_Problem to solve_
State the number of lines in the following data that contain the string "Lazy", and nothing else.
======== Data excerpts ========
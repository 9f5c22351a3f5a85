//! Errors raised while reading, parsing or writing OOXML packages

use thiserror::Error;

/// Failures of the package and XML layers.
///
/// Fill-time problems (missing placeholders, malformed templates) are not
/// reported through this type; see [`crate::result::FillError`].
#[derive(Debug, Error)]
pub enum OoxmlError {
    #[error("IO error: {0}")]
    Io(#[from] std::io::Error),
    #[error("Zip error: {0}")]
    Zip(#[from] zip::result::ZipError),
    #[error("XML error: {0}")]
    Xml(String),
    #[error("Part not found: {0}")]
    PartNotFound(String),
    #[error("Parse error: {0}")]
    ParseError(String),
    #[error("Configuration error: {0}")]
    Config(String),
}

impl From<quick_xml::Error> for OoxmlError {
    fn from(err: quick_xml::Error) -> Self {
        OoxmlError::Xml(err.to_string())
    }
}

impl From<quick_xml::events::attributes::AttrError> for OoxmlError {
    fn from(err: quick_xml::events::attributes::AttrError) -> Self {
        OoxmlError::Xml(err.to_string())
    }
}
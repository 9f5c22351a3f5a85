//! OPC (Open Packaging Conventions) Package
//! Reads a ZIP-based Office Open XML document, resolves part relationships,
//! registers new image parts and writes the package back.

use std::io::{Cursor, Read, Seek, Write};

use log::debug;
use once_cell::sync::Lazy;
use regex::Regex;
use zip::write::FileOptions;
use zip::{CompressionMethod, ZipArchive, ZipWriter};

use super::error::OoxmlError;
use super::types::{ContentType, PackagePart, Relationship, RelationshipType};
use super::xml::XmlDocument;

const CONTENT_TYPES_PART: &str = "[Content_Types].xml";
const RELATIONSHIPS_NAMESPACE: &str = "http://schemas.openxmlformats.org/package/2006/relationships";
const MEDIA_FOLDER: &str = "word/media";

static RELATIONSHIP_ID: Lazy<Regex> = Lazy::new(|| Regex::new(r"^rId(\d+)$").expect("valid regex"));
static MEDIA_PART: Lazy<Regex> =
    Lazy::new(|| Regex::new(r"^word/media/image(\d+)\.[A-Za-z]+$").expect("valid regex"));

/// Source of new image parts for the fill engine.
///
/// The engine only ever asks for one thing: store these bytes as an image
/// related to `owner_part` and hand back the relationship id to embed.
pub trait ImagePartSink {
    fn add_image_part(&mut self, owner_part: &str, data: &[u8]) -> Result<String, OoxmlError>;
}

/// OPC package held in memory, entries kept in archive order
#[derive(Debug, Clone, Default)]
pub struct OpcPackage {
    parts: Vec<PackagePart>,
}
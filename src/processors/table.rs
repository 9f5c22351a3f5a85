use log::{debug, warn};

use super::{clone_into_wrapper, finish_control, take_children, template_range, ContentProcessor, ProcessContext, Processor};
use crate::content::{ContentItem, TableContent};
use crate::control;
use crate::ooxml::names::w;
use crate::ooxml::{NodeId, XmlDocument};
use crate::result::{FillError, ProcessResult};

/// Repeats the template rows of a table control once per data row
pub struct TableProcessor;

impl Processor for TableProcessor {
    fn fill_content(
        &self,
        doc: &mut XmlDocument,
        ctx: &mut ProcessContext<'_>,
        control: Option<NodeId>,
        items: &[&ContentItem],
    ) -> ProcessResult {
        let mut result = ProcessResult::not_handled();

        for &item in items {
            let ContentItem::Table(table) = item else {
                continue;
            };
            match control {
                Some(control) => result.merge(fill_table(doc, ctx, control, item, table)),
                None => result.add_error(FillError::not_found(item)),
            }
        }

        finish_control(doc, ctx, control, &result);
        result
    }
}

fn fill_table(
    doc: &mut XmlDocument,
    ctx: &mut ProcessContext<'_>,
    control: NodeId,
    item: &ContentItem,
    table: &TableContent,
) -> ProcessResult {
    let mut result = ProcessResult::not_handled();

    let rows = match control::control_content(doc, control) {
        Some(content) => doc.first_level_descendants_and_self(content, w::TR),
        None => Vec::new(),
    };
    let Some((first, last)) = template_range(doc, &rows, &table.field_names()) else {
        warn!("table '{}' has no template row", table.name());
        result.add_error(FillError::custom_item(item, "doesn't contain rows with cell content"));
        return result;
    };
    let template = rows[first..=last].to_vec();

    if table.rows().is_empty() {
        if ctx.remove_content_controls() {
            doc.detach(control);
        } else {
            for &row in &template {
                doc.detach(row);
            }
        }
        result.add_item_to_handled(item);
        return result;
    }

    let merge_columns = merge_columns(doc, &template);

    let mut generated: Vec<Vec<NodeId>> = Vec::with_capacity(table.rows().len());
    for row in table.rows() {
        let wrapper = clone_into_wrapper(doc, w::TBL, &template);
        result.merge(ContentProcessor::fill_content(doc, ctx, wrapper, &row.all()));
        generated.push(take_children(doc, wrapper));
    }

    let new_rows: Vec<NodeId> = generated.iter().flatten().copied().collect();
    doc.insert_all_after(template[template.len() - 1], &new_rows);
    for &row in &template {
        doc.detach(row);
    }
    debug!("table '{}': {} row(s) generated", table.name(), table.rows().len());

    merge_vertically(doc, &merge_columns, &generated, template.len());

    result.add_item_to_handled(item);
    result
}

/// (template row index, cell index) of every cell marked `w:vMerge`
fn merge_columns(doc: &XmlDocument, template: &[NodeId]) -> Vec<(usize, usize)> {
    let mut columns = Vec::new();
    for (row_index, &row) in template.iter().enumerate() {
        for (cell_index, cell) in doc.first_level_descendants_and_self(row, w::TC).into_iter().enumerate() {
            let merged = doc
                .child(cell, w::TC_PR)
                .map_or(false, |properties| doc.child(properties, w::V_MERGE).is_some());
            if merged {
                columns.push((row_index, cell_index));
            }
        }
    }
    columns
}

/// Collapse runs of equal values in merge columns: the first cell of a run
/// restarts the merge, later ones continue it with empty content.
fn merge_vertically(doc: &mut XmlDocument, columns: &[(usize, usize)], generated: &[Vec<NodeId>], template_len: usize) {
    for &(row_index, cell_index) in columns {
        let mut last_value: Option<String> = None;
        for rows in generated {
            if rows.len() != template_len {
                warn!("generated row count differs from the template, merge skipped");
                return;
            }
            let Some(cell) = doc
                .first_level_descendants_and_self(rows[row_index], w::TC)
                .get(cell_index)
                .copied()
            else {
                continue;
            };

            let value = doc.text(cell);
            let v_merge = v_merge_of(doc, cell);
            if last_value.as_deref() == Some(value.as_str()) {
                doc.remove_attribute(v_merge, w::VAL);
                clear_cell(doc, cell);
            } else {
                doc.set_attribute(v_merge, w::VAL, "restart");
                last_value = Some(value);
            }
        }
    }
}

fn v_merge_of(doc: &mut XmlDocument, cell: NodeId) -> NodeId {
    let properties = match doc.child(cell, w::TC_PR) {
        Some(properties) => properties,
        None => {
            let properties = doc.create_element(w::TC_PR);
            doc.insert_child(cell, 0, properties);
            properties
        }
    };
    match doc.child(properties, w::V_MERGE) {
        Some(v_merge) => v_merge,
        None => {
            let v_merge = doc.create_element(w::V_MERGE);
            doc.append_child(properties, v_merge);
            v_merge
        }
    }
}

/// Leave only the cell properties and one empty paragraph
fn clear_cell(doc: &mut XmlDocument, cell: NodeId) {
    let paragraph_properties = doc
        .descendants_named(cell, w::P)
        .first()
        .and_then(|&paragraph| doc.child(paragraph, w::P_PR));
    let paragraph_properties = paragraph_properties.map(|properties| doc.deep_clone(properties));

    for child in doc.children(cell).to_vec() {
        if !doc.is(child, w::TC_PR) {
            doc.detach(child);
        }
    }

    let paragraph = doc.create_element(w::P);
    if let Some(properties) = paragraph_properties {
        doc.append_child(paragraph, properties);
    }
    doc.append_child(cell, paragraph);
}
========
_Reply to the task_
4